- Material for this task
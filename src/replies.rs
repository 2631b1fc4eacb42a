//! Canned reply lines and the seedable picker that chooses among them.
//!
//! Randomness only ever affects which line of a set is spoken, never which
//! rule handles an utterance. Tests seed the picker and assert membership in
//! the set rather than exact text.

use crate::config::AssistantConfig;
use crate::dispatch::{ActionKind, ActionRequest, DispatchOutcome};
use crate::targets::{AppTarget, SiteTarget};
use rand::SeedableRng;
use rand::rngs::StdRng;
use rand::seq::SliceRandom;

pub const GREETINGS: &[&str] = &[
    "Hello! How can I help?",
    "Hi there! What do you need?",
    "Hey! Ready when you are.",
    "Hello again. What's next?",
    "Hi! Good to hear from you.",
];

pub const CONFUSED: &[&str] = &[
    "Sorry, I didn't catch that.",
    "Hmm, I'm not sure what you mean.",
    "I don't know how to do that yet.",
    "Could you say that another way?",
    "That one is beyond me for now. Try saying help.",
];

pub const WHO_AM_I: &[&str] = &[
    "You are my favorite human. Probably.",
    "You are the boss of this PC.",
    "You are a legend in progress.",
    "You are the one who keeps giving me tasks. And I respect that.",
    "You are the reason my code exists.",
];

pub const CONFIRM_OR_CANCEL: &str = "Please say yes to confirm, or say cancel.";
pub const CANCELLED: &str = "Okay, cancelled.";
pub const GENERIC_CONFIRMED: &str = "Confirmed.";
pub const GOODBYE: &str = "Okay, I am going offline now.";
pub const DISPATCH_FAILED: &str = "Sorry, I couldn't do that.";
pub const CANNOT_CLOSE: &str = "I can't close that yet.";
pub const BATTERY_UNAVAILABLE: &str = "I couldn't read the battery level.";

/// Introduction spoken on a bare wake phrase and for identity questions.
pub fn introduction(assistant: &AssistantConfig) -> String {
    format!(
        "Hi! I'm {}, your AI assistant created by {}. How can I help you today?",
        assistant.name, assistant.creator
    )
}

/// Line spoken after the host carried out (or failed) `request`.
pub fn action_result(request: &ActionRequest, outcome: &DispatchOutcome) -> String {
    if request.action == ActionKind::CheckBattery {
        return match outcome.detail.as_deref() {
            Some(percent) if outcome.succeeded => format!("Battery is {percent} percent."),
            _ => BATTERY_UNAVAILABLE.to_owned(),
        };
    }
    if !outcome.succeeded {
        return DISPATCH_FAILED.to_owned();
    }

    let payload = request.payload.as_deref().unwrap_or_default();
    match request.action {
        ActionKind::Shutdown => "Shutting down now.".to_owned(),
        ActionKind::OpenEditor => "Opening VS Code. Programmer mode on \u{1F913}".to_owned(),
        ActionKind::OpenFolder => "Opening the current folder.".to_owned(),
        ActionKind::OpenBrowser => match SiteTarget::from_url(payload) {
            Some(site) => format!("Opening {}.", site.display_name()),
            None => "Opening the browser.".to_owned(),
        },
        ActionKind::CloseApp => match AppTarget::from_process(payload) {
            Some(app) => format!("Closing {}.", app.display_name()),
            None => format!("Closing {payload}."),
        },
        ActionKind::CloseTab => format!("Closed the {payload} tab."),
        ActionKind::CheckBattery | ActionKind::Unknown => GENERIC_CONFIRMED.to_owned(),
    }
}

/// Chooses one line out of a reply set.
pub trait ReplyPicker {
    /// Pick one of `lines`. Returns an empty string for an empty set.
    fn pick<'a>(&mut self, lines: &[&'a str]) -> &'a str;
}

/// [`ReplyPicker`] backed by a seedable RNG.
#[derive(Debug, Clone)]
pub struct RandomPicker {
    rng: StdRng,
}

impl RandomPicker {
    /// Picker seeded from the operating system.
    pub fn from_entropy() -> Self {
        Self {
            rng: StdRng::from_entropy(),
        }
    }

    /// Reproducible picker.
    pub fn seeded(seed: u64) -> Self {
        Self {
            rng: StdRng::seed_from_u64(seed),
        }
    }
}

impl ReplyPicker for RandomPicker {
    fn pick<'a>(&mut self, lines: &[&'a str]) -> &'a str {
        lines.choose(&mut self.rng).copied().unwrap_or_default()
    }
}
//! Real host actions: launching, closing, battery and power.
//!
//! Every method is best-effort. Failures are logged and reported as
//! [`DispatchOutcome::failed`] so the dialogue can say so and move on.

pub mod battery;
pub mod process;

use crate::config::HostConfig;
use crate::dispatch::{ActionDispatcher, DispatchOutcome};
use crate::error::{Result, RivaError};
use process::{COMMAND_TIMEOUT, locate, run_command, spawn_detached};
use std::path::PathBuf;
use tracing::{info, warn};

/// [`ActionDispatcher`] that acts on the local machine.
#[derive(Debug, Clone)]
pub struct SystemDispatcher {
    editor_command: String,
    folder: Option<PathBuf>,
    browser_command: Option<String>,
    shutdown_delay_secs: u32,
}

impl SystemDispatcher {
    pub fn new(config: &HostConfig) -> Self {
        Self {
            editor_command: config.editor_command.clone(),
            folder: config.folder.clone(),
            browser_command: config.browser_command.clone(),
            shutdown_delay_secs: config.shutdown_delay_secs,
        }
    }

    fn working_folder(&self) -> Result<PathBuf> {
        match &self.folder {
            Some(folder) => Ok(folder.clone()),
            None => Ok(std::env::current_dir()?),
        }
    }

    /// Platform program that opens files, folders and URLs.
    fn opener() -> Result<PathBuf> {
        if cfg!(target_os = "windows") {
            locate("explorer")
        } else if cfg!(target_os = "macos") {
            locate("open")
        } else {
            locate("xdg-open")
        }
    }

    fn close_browser_tab(site: &str) -> Result<()> {
        if !cfg!(target_os = "linux") {
            return Err(RivaError::Dispatch(
                "closing tabs is only supported with xdotool on Linux".to_owned(),
            ));
        }
        locate("xdotool")?;
        let windows = run_command("xdotool", &["search", "--name", site], COMMAND_TIMEOUT)?;
        let window = windows
            .lines()
            .map(str::trim)
            .find(|id| !id.is_empty())
            .ok_or_else(|| RivaError::Dispatch(format!("no window titled like {site}")))?;
        run_command(
            "xdotool",
            &["windowactivate", "--sync", window, "key", "--clearmodifiers", "ctrl+w"],
            COMMAND_TIMEOUT,
        )?;
        Ok(())
    }

    fn power_off(delay_secs: u32) -> Result<()> {
        if cfg!(target_os = "windows") {
            let delay = delay_secs.to_string();
            run_command("shutdown", &["/s", "/t", delay.as_str()], COMMAND_TIMEOUT)?;
        } else {
            // `shutdown` only takes minutes on unix, so delay in a shell.
            let script = format!("sleep {delay_secs} && shutdown -h now");
            spawn_detached(&locate("sh")?, &["-c", script.as_str()])?;
        }
        Ok(())
    }
}

/// Log and fold a host result into an outcome.
fn outcome(action: &str, result: Result<()>) -> DispatchOutcome {
    match result {
        Ok(()) => {
            info!(action, "host action started");
            DispatchOutcome::ok()
        }
        Err(e) => {
            warn!(action, error = %e, "host action failed");
            DispatchOutcome::failed()
        }
    }
}

impl ActionDispatcher for SystemDispatcher {
    fn open_editor(&self) -> DispatchOutcome {
        let result =
            locate(&self.editor_command).and_then(|editor| spawn_detached(&editor, &[]));
        outcome("open_editor", result)
    }

    fn open_folder(&self) -> DispatchOutcome {
        let result = self.working_folder().and_then(|folder| {
            let folder = folder.to_string_lossy().into_owned();
            spawn_detached(&Self::opener()?, &[folder.as_str()])
        });
        outcome("open_folder", result)
    }

    fn open_url(&self, url: &str) -> DispatchOutcome {
        let result = url::Url::parse(url)
            .map_err(|e| RivaError::Dispatch(format!("invalid URL {url}: {e}")))
            .and_then(|parsed| match parsed.scheme() {
                "http" | "https" => Ok(parsed),
                other => Err(RivaError::Dispatch(format!("refusing to open {other} URL"))),
            })
            .and_then(|parsed| {
                let program = match &self.browser_command {
                    Some(browser) => locate(browser)?,
                    None => Self::opener()?,
                };
                spawn_detached(&program, &[parsed.as_str()])
            });
        outcome("open_url", result)
    }

    fn close_app(&self, process: &str) -> DispatchOutcome {
        let result = if cfg!(target_os = "windows") {
            let image = format!("{process}.exe");
            run_command("taskkill", &["/IM", image.as_str(), "/F"], COMMAND_TIMEOUT).map(drop)
        } else {
            run_command("pkill", &["-x", process], COMMAND_TIMEOUT).map(drop)
        };
        outcome("close_app", result)
    }

    fn close_tab(&self, site: &str) -> DispatchOutcome {
        outcome("close_tab", Self::close_browser_tab(site))
    }

    fn battery_percent(&self) -> DispatchOutcome {
        match battery::read_percent() {
            Some(percent) => DispatchOutcome::ok_with(percent.to_string()),
            None => {
                warn!("no readable battery");
                DispatchOutcome::failed()
            }
        }
    }

    fn shutdown(&self) -> DispatchOutcome {
        outcome("shutdown", Self::power_off(self.shutdown_delay_secs))
    }
}
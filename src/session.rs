//! Persistent session record and its stores.
//!
//! One record per installation, read fully at the start of a turn and written
//! fully after it ("load, mutate, save"). A missing or unreadable record is
//! replaced by defaults; a failed write loses only that turn's mutation.

use crate::dispatch::{ActionKind, ActionRequest};
use crate::error::{Result, RivaError};
use chrono::{DateTime, Utc};
use serde::{Deserialize, Serialize};
use std::path::{Path, PathBuf};
use std::sync::Mutex;
use tracing::{debug, warn};

/// Current schema version of [`SessionState`].
pub const SESSION_VERSION: u32 = 1;

/// The "asleep" instant: any `awake_until` at or before now means asleep.
#[must_use]
pub fn asleep() -> DateTime<Utc> {
    DateTime::<Utc>::UNIX_EPOCH
}

/// Dialogue state carried between utterances.
#[derive(Debug, Clone, PartialEq, Eq, Serialize, Deserialize)]
#[serde(default)]
pub struct SessionState {
    pub version: u32,
    /// Action waiting for a yes/no answer.
    pub pending_action: Option<ActionKind>,
    /// Target of the pending action. Meaningless without `pending_action`.
    pub pending_payload: Option<String>,
    /// Instant after which the session is asleep.
    pub awake_until: DateTime<Utc>,
    /// Instant until which wake reminders are suppressed.
    pub wake_reminder_until: DateTime<Utc>,
    /// Most recently routed utterance text.
    pub last_command: String,
}

impl Default for SessionState {
    fn default() -> Self {
        Self {
            version: SESSION_VERSION,
            pending_action: None,
            pending_payload: None,
            awake_until: asleep(),
            wake_reminder_until: asleep(),
            last_command: String::new(),
        }
    }
}

impl SessionState {
    /// Whether an utterance at `now` falls inside the awake window.
    pub fn is_awake(&self, now: DateTime<Utc>) -> bool {
        now < self.awake_until
    }

    /// The armed confirmation, if any.
    pub fn pending(&self) -> Option<ActionRequest> {
        self.pending_action.map(|action| ActionRequest {
            action,
            payload: self.pending_payload.clone(),
        })
    }

    /// Arm a confirmation, replacing whatever was pending.
    pub fn arm(&mut self, action: ActionKind, payload: Option<String>) {
        if let Some(previous) = self.pending_action {
            debug!(%previous, replacement = %action, "overwriting pending confirmation");
        }
        self.pending_action = Some(action);
        self.pending_payload = payload;
    }

    /// Drop any pending confirmation together with its payload.
    pub fn clear_pending(&mut self) {
        self.pending_action = None;
        self.pending_payload = None;
    }

    /// Extend the awake window to `until`. Never moves it backwards.
    pub fn wake_until(&mut self, until: DateTime<Utc>) {
        if until > self.awake_until {
            self.awake_until = until;
        }
        self.wake_reminder_until = asleep();
    }

    /// Close the awake window immediately.
    pub fn sleep(&mut self) {
        self.awake_until = asleep();
        self.wake_reminder_until = asleep();
    }

    /// Repair records written by older builds or edited by hand.
    fn repaired(mut self) -> Self {
        if self.pending_action.is_none() {
            self.pending_payload = None;
        }
        self.version = SESSION_VERSION;
        self
    }
}

/// Durable storage for the session record.
pub trait SessionStore {
    /// Load the record. Never fails: unreadable state yields defaults.
    fn load(&self) -> SessionState;

    /// Persist the whole record.
    ///
    /// # Errors
    ///
    /// Returns [`RivaError::Session`] if the record could not be written.
    fn save(&self, state: &SessionState) -> Result<()>;
}

/// Session record stored as pretty JSON on disk.
#[derive(Debug, Clone)]
pub struct JsonSessionStore {
    path: PathBuf,
}

impl JsonSessionStore {
    pub fn new(path: impl Into<PathBuf>) -> Self {
        Self { path: path.into() }
    }

    /// Store at the platform default location.
    pub fn at_default_location() -> Self {
        Self::new(crate::riva_dirs::session_file())
    }

    pub fn path(&self) -> &Path {
        &self.path
    }
}

impl SessionStore for JsonSessionStore {
    fn load(&self) -> SessionState {
        let bytes = match std::fs::read(&self.path) {
            Ok(b) => b,
            Err(e) if e.kind() == std::io::ErrorKind::NotFound => {
                debug!(path = %self.path.display(), "no session record yet, starting fresh");
                return SessionState::default();
            }
            Err(e) => {
                warn!(path = %self.path.display(), error = %e, "cannot read session record, starting fresh");
                return SessionState::default();
            }
        };

        match serde_json::from_slice::<SessionState>(&bytes) {
            Ok(state) => state.repaired(),
            Err(e) => {
                warn!(path = %self.path.display(), error = %e, "malformed session record, starting fresh");
                SessionState::default()
            }
        }
    }

    fn save(&self, state: &SessionState) -> Result<()> {
        if let Some(parent) = self.path.parent() {
            std::fs::create_dir_all(parent).map_err(|e| {
                RivaError::Session(format!(
                    "cannot create session directory {}: {e}",
                    parent.display()
                ))
            })?;
        }

        let json = serde_json::to_string_pretty(state)
            .map_err(|e| RivaError::Session(format!("cannot serialize session: {e}")))?;

        // Write-then-rename so a crash never leaves a half-written record.
        let tmp = self.path.with_extension("json.tmp");
        std::fs::write(&tmp, json).map_err(|e| {
            RivaError::Session(format!("cannot write session to {}: {e}", tmp.display()))
        })?;
        std::fs::rename(&tmp, &self.path).map_err(|e| {
            RivaError::Session(format!(
                "cannot move session into place at {}: {e}",
                self.path.display()
            ))
        })?;
        Ok(())
    }
}

/// In-process store for tests and ephemeral runs.
#[derive(Debug, Default)]
pub struct MemorySessionStore {
    state: Mutex<SessionState>,
    fail_saves: bool,
}

impl MemorySessionStore {
    pub fn new(state: SessionState) -> Self {
        Self {
            state: Mutex::new(state),
            fail_saves: false,
        }
    }

    /// A store whose saves always fail, for exercising write-failure paths.
    pub fn with_failing_saves(state: SessionState) -> Self {
        Self {
            state: Mutex::new(state),
            fail_saves: true,
        }
    }

    /// Snapshot of the stored record.
    pub fn snapshot(&self) -> SessionState {
        self.load()
    }
}

impl SessionStore for MemorySessionStore {
    fn load(&self) -> SessionState {
        self.state
            .lock()
            .map(|s| s.clone())
            .unwrap_or_default()
    }

    fn save(&self, state: &SessionState) -> Result<()> {
        if self.fail_saves {
            return Err(RivaError::Session("in-memory store rejects writes".to_owned()));
        }
        let mut guard = self
            .state
            .lock()
            .map_err(|_| RivaError::Session("session lock poisoned".to_owned()))?;
        *guard = state.clone();
        Ok(())
    }
}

- Task prompt
Only lines that hold the string "struct" belong in the answer, so copy every one of them from the records.

- Answer for the task
pub struct RandomPicker {
pub struct SystemDispatcher {
pub struct SessionState {
pub struct JsonSessionStore {
pub struct MemorySessionStore {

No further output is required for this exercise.